use crate::report::{render_paths, render_summary};
use crate::summary::summarize;
use incdriver::{
    DriverConfig, DriverModel, DriverResults, PlotUnits, QuadPlot, SignConvention,
    DEFAULT_CLEANUP_EXTENSIONS,
};
use std::error::Error;
use std::fs;
use std::path::Path;
use tracing::{info, warn};

/// List the load path catalog.
pub fn paths() -> String {
    render_paths()
}

/// Write the three input files described by `config`.
pub fn write(config: &Path) -> Result<String, Box<dyn Error>> {
    let config = DriverConfig::load(config)?;
    let setup = config.write_inputs()?;
    Ok(format!(
        "Wrote {} load(s) for {} into {}\n",
        setup.loads().len(),
        setup.model_name(),
        setup.folder().display()
    ))
}

/// Write the input files, run the driver and summarize its output.
pub fn run(config: &Path, clean: bool) -> Result<String, Box<dyn Error>> {
    let config = DriverConfig::load(config)?;
    let process = config.process()?;

    if clean {
        let report = config.build_setup()?.clear_folder(&DEFAULT_CLEANUP_EXTENSIONS)?;
        for (path, error) in &report.failed {
            warn!(path = %path.display(), %error, "left in place");
        }
        info!(deleted = report.deleted.len(), "folder cleaned");
    }

    let mut model = DriverModel::new(config.write_inputs()?, process);
    model.run_model()?;
    let results = model.load_results()?;
    Ok(render_summary(&summarize(
        &results,
        SignConvention::CompressionPositive,
    )))
}

/// Summarize an existing output table, optionally exporting the chart series.
pub fn invariants(
    output: &Path,
    tension_positive: bool,
    json: Option<&Path>,
) -> Result<String, Box<dyn Error>> {
    let convention = if tension_positive {
        SignConvention::TensionPositive
    } else {
        SignConvention::CompressionPositive
    };
    let results = DriverResults::load(output)?;

    if let Some(json) = json {
        let chart = QuadPlot::new(&results, convention, &PlotUnits::default());
        fs::write(json, serde_json::to_string_pretty(&chart)?)?;
        info!(path = %json.display(), "chart series exported");
    }

    Ok(render_summary(&summarize(&results, convention)))
}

◇ ◇ ◇ ◇ ◇ ◇ ◇

▶ [Your goal]: Taking care to match every character, output all of the entries above.

▶ [Exercise answer]:
use crate::report::{render_paths, render_summary};
use crate::summary::summarize;
use incdriver::{
    DriverConfig, DriverModel, DriverResults, PlotUnits, QuadPlot, SignConvention,
    DEFAULT_CLEANUP_EXTENSIONS,
};
use std::error::Error;
use std::fs;
use std::path::Path;
use tracing::{info, warn};

/// List the load path catalog.
pub fn paths() -> String {
    render_paths()
}

/// Write the three input files described by `config`.
pub fn write(config: &Path) -> Result<String, Box<dyn Error>> {
    let config = DriverConfig::load(config)?;
    let setup = config.write_inputs()?;
    Ok(format!(
        "Wrote {} load(s) for {} into {}\n",
        setup.loads().len(),
        setup.model_name(),
        setup.folder().display()
    ))
}

/// Write the input files, run the driver and summarize its output.
pub fn run(config: &Path, clean: bool) -> Result<String, Box<dyn Error>> {
    let config = DriverConfig::load(config)?;
    let process = config.process()?;

    if clean {
        let report = config.build_setup()?.clear_folder(&DEFAULT_CLEANUP_EXTENSIONS)?;
        for (path, error) in &report.failed {
            warn!(path = %path.display(), %error, "left in place");
        }
        info!(deleted = report.deleted.len(), "folder cleaned");
    }

    let mut model = DriverModel::new(config.write_inputs()?, process);
    model.run_model()?;
    let results = model.load_results()?;
    Ok(render_summary(&summarize(
        &results,
        SignConvention::CompressionPositive,
    )))
}

/// Summarize an existing output table, optionally exporting the chart series.
pub fn invariants(
    output: &Path,
    tension_positive: bool,
    json: Option<&Path>,
) -> Result<String, Box<dyn Error>> {
    let convention = if tension_positive {
        SignConvention::TensionPositive
    } else {
        SignConvention::CompressionPositive
    };
    let results = DriverResults::load(output)?;

    if let Some(json) = json {
        let chart = QuadPlot::new(&results, convention, &PlotUnits::default());
        fs::write(json, serde_json::to_string_pretty(&chart)?)?;
        info!(path = %json.display(), "chart series exported");
    }

    Ok(render_summary(&summarize(&results, convention)))
}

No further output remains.